25 Şubat 2012 Cumartesi

Öylesine

Sayfayı açtığımda ne yazacağıma karar veremedim. Aslında yazacak hiçbir şey yoktu. Ve altta yazdıklarımdan haberim bile yok. İnsanın kısıtlanması kadar kötü bir şey yok. Sizce? Kısıtlanmak... Dar alanda kısa paslaşmalar gibi, kısa alanda dar paslaşmalar gibi, nereye gittiğini bilmeyen insan topluluğu gibi, okul çocukları gibi... daha niceleri. 

Başka bir konu... Çevrendekileri görmezden gelebiliyorsan, işte gerçek mutluluğun tadına varabiliyorsun. Kendini çevrendekilerin göz hapsinde hissediyorsan sen zaten .ıçmışsındır. Bazı şeyleri aşamamışsındır. Özgüven mesela.

Bir konu daha... İstediğin şeyi yapamamak. Tamam bu da kısıtlanmaya giriyor sorun yok. Yapamamanın verdiği güvensizlik duygusu, işe yaramazlık duygusu, saçma sapan duygular bütünlüğü. 

Demiştim, yazdıklarımdan haberim yok diye.
Sizinde olmasın.

18 Şubat 2012 Cumartesi

Hayattan...

Bugün metroda gözlemlediğim bir olayı paylaşmak istiyorum.

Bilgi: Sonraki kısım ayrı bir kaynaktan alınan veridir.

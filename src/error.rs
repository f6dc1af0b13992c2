use thiserror::Error;

/// Configuration-related errors with structured variants.
#[derive(Error, Debug)]
pub enum ConfigError {
    #[error("missing required field: {field}")]
    MissingField { field: &'static str },

    #[error("invalid value for {field}: {reason}")]
    InvalidValue { field: &'static str, reason: String },

    #[error("failed to read config file: {0}")]
    ReadFile(#[source] std::io::Error),

    #[error("failed to parse config: {0}")]
    Parse(#[source] toml::de::Error),
}

/// Cache-tier errors.
///
/// The memory tier only produces [`CacheError::NotAnInteger`] and
/// [`CacheError::InvalidTtl`]; everything else originates at a remote boundary
/// and is expected to be logged and absorbed by the composing layer.
#[derive(Error, Debug)]
pub enum CacheError {
    #[error("redis error: {0}")]
    Redis(#[from] redis::RedisError),

    #[error("failed to (de)serialize cached value: {0}")]
    Serialization(#[from] serde_json::Error),

    #[error("value at '{key}' is not an integer")]
    NotAnInteger { key: String },

    #[error("ttl must be greater than zero")]
    InvalidTtl,

    #[error("cache unavailable: {0}")]
    Unavailable(String),
}

#[derive(Error, Debug)]
pub enum Error {
    #[error(transparent)]
    Config(#[from] ConfigError),

    #[error(transparent)]
    Cache(#[from] CacheError),

    #[error("IO error: {0}")]
    Io(#[from] std::io::Error),
}

pub type Result<T> = std::result::Result<T, Error>;

/// Result alias for cache operations.
pub type CacheResult<T> = std::result::Result<T, CacheError>;
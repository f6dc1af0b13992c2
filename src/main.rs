use clap::Parser;
use xpguard::adapter::inbound::cli::command::Cli;
use xpguard::adapter::inbound::cli::run;

#[tokio::main]
async fn main() {
    let _ = dotenvy::dotenv();

    let cli = Cli::parse();
    let code = run(cli).await;
    std::process::exit(code);
}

Beni etkileyen bir olay..


Soğukta bekleme bitmiş, sıcak vagonlara adım atmıştım. Yerimi aldım ve hareket başladı. Birkaç istasyon sonra iki çift bindi. Kadın 45-50, adam 50-55 yaşlarında. İlk başta karı koca zannettim. Fakat birazcık kulak misafiri olunca anladım iki eski sevgili olduklarını. Yan yana oturdular başladılar konuşmaya. Konuşmaları tam duyamadım ama ikisininde mimiklerinden pişman olduklarını anladım. Bir şeyler konuştuktan sonra kadın parmağındaki yüzükle oynamaya başladı. Aynı şekilde adamda.. Belli ki evliliklerinde ikisi de mutsuz. Sohbetleri ilerledikçe başta kadının gözleri, daha sonra adamın gözleri buğulandı. İkisi de ağlamamak için zorla dayanıyorlardı. Bir süre hiç konuşmadılar. İkisininde gözleri daldı uzaklara.. Daha sonra kadının ineceği istasyon geldi çattı. Ağlamaklı bir sesle adama 'iniyorum' dedi. Adamda 'bende geliyorum' dedi. Ve usulca gözden kayboldular...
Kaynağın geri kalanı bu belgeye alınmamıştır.